MEL: Working With Multiple Level Namespaces

I learned a great trick today concerning Maya scenes with objects that have multiple levels of namespaces.

Namespaces in general are a bit difficult to work with as they tend to break scripts if you don't constantly check for them, so this trick is a simple and very useful way to check for them and prevent errors.

Let's say you have an object you want to select called, "r_hand_CTRL". You want to select it, but you need to test for namespaces because it might actually be named "Char:r_hand_CTRL" in your Maya scene. Or for more fun let's say it's named, "Post:Char:r_hand_CTRL".

Selecting r_hand_CTRL isn't going to work as it doesn't exist if it's prefixed with namespaces, so we have to search for what the namespaces are. Maya's namespace MEL commands are annoying and difficult to use. So here is a trick.

// Define Control
string $ctrl = "r_hand_CTRL" ;

// This int is used below to prevent an infinite loop
int $i = 0 ;

// Loop until it finds all the namespaces
// Stop at ten if it still can't find it
// Hopefully you don't have more than ten recursive namespaces
// May the Gods help you if you do.

// Check forever until the object exists, or $i = 10
while(!`objExists $ctrl` || $i == 10) {

// Append *: until it can find the object
$ctrl = ("*:"+$ctrl) ;

// Increment $i so we don't do this infinitely
$i++ ;

}

// Note: You could also use a FOR loop. But I didn't here.

// Now that we know $ctrl exists, we can do whatever we want with it
select -r $ctrl ;

I've already used this trick like forty times, it's awesome. Enjoy!
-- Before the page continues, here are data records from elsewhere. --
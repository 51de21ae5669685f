//! Great-circle distance between two points.
//!
//! Pure math, no external dependencies.

use crate::domain::value_objects::Point;

/// Mean radius of the Earth in kilometers.
pub const EARTH_RADIUS_KM: f64 = 6371.0;

/// Haversine distance between `a` and `b`, in kilometers.
pub fn distance_km(a: &Point, b: &Point) -> f64 {
    if a == b {
        return 0.0;
    }

    let d_lat = (b.lat - a.lat).to_radians();
    let d_lon = (b.lon - a.lon).to_radians();
    let lat1 = a.lat.to_radians();
    let lat2 = b.lat.to_radians();

    let h = (d_lat / 2.0).sin().powi(2) + lat1.cos() * lat2.cos() * (d_lon / 2.0).sin().powi(2);
    // Rounding can push h a hair past 1 for antipodal points.
    let c = 2.0 * h.clamp(0.0, 1.0).sqrt().asin();

    EARTH_RADIUS_KM * c
}
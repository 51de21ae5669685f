//! edge-dns Library
//!
//! Geo-aware service discovery over DNS. Exposes the components for the
//! binary and for integration tests.

#![cfg_attr(coverage_nightly, feature(coverage_attribute))]

pub mod adapters;
pub mod application;
pub mod codec;
pub mod config;
pub mod domain;
pub mod infrastructure;

// Re-export commonly used types
pub use application::{Router, RouterConfig};
pub use config::{load_config, Config, ConfigError};
pub use domain::services::{LocalServices, SelectionPolicy, ServiceTable};
pub use domain::{EdgeSite, EdgeSiteSet, Point, ServiceTableUpdate};
pub use infrastructure::{ProxyPool, ProxyPoolConfig, RouterMetrics};
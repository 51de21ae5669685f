//! Domain Services
//!
//! Pure routing logic and the concurrent state it works on.

pub mod geo;
pub mod local_services;
pub mod selection;
pub mod service_table;

pub use geo::distance_km;
pub use local_services::LocalServices;
pub use selection::{SelectionPolicy, Selector};
pub use service_table::{normalize_service, ServiceTable, TableSnapshot};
Edit: Since learning this, people have mentioned that you can just use the following command to find your object:

ls -recursive 1 "myObject" ;

Quite handy, and much more useful than what we worked on above! I wish I had the entire MEL docs memorized.... :)

7 comments:

  1. This comment has been removed by the author.

    ReplyDelete
  2. Looks like you figured it out. :)

    ReplyDelete
  3. I'm not as familiar with with statements.
    I was trying to do something like this to find certain joints in a rig to select them for export across multiple character files. The joints might not always be in the file, and when I use the while statement it goes into an infinite loop. I couldn't figure out how to do this with a for statement. Is there some way I can have it sort through selected joints only to attempt the name switch? The if statement doesn't seem to pull it off either, unless I'm missing something there.

    ReplyDelete
  4. Actually, I may have found something better.
    `ls -recursive 1 "r_hand_CTRL"`;

    Just gotta figure out how to make it work in an if statement now.

    ReplyDelete
  5. Have you tried the FOR loop?

    for($joint in `ls -sl`) print $joint ;

    ReplyDelete
  6. `ls -recursive 1 "r_hand_CTRL"`; : This works buddy
    thanks
    TheArtOfSource

    ReplyDelete
  7. The argument -recursive works as long as you are in root namespace!
    Let's say you have 1 root namespace "test_1" with 2 child namespace "test_a" "test_b", and a transform node "ME" inside each namespace. That gives you:
    :test_1:ME
    :test_1:test_a:ME
    :test_1:test_b:ME
    Now set namespace "test_b" as current, and run you command...
    It will only find the node "ME" in and below "test_b".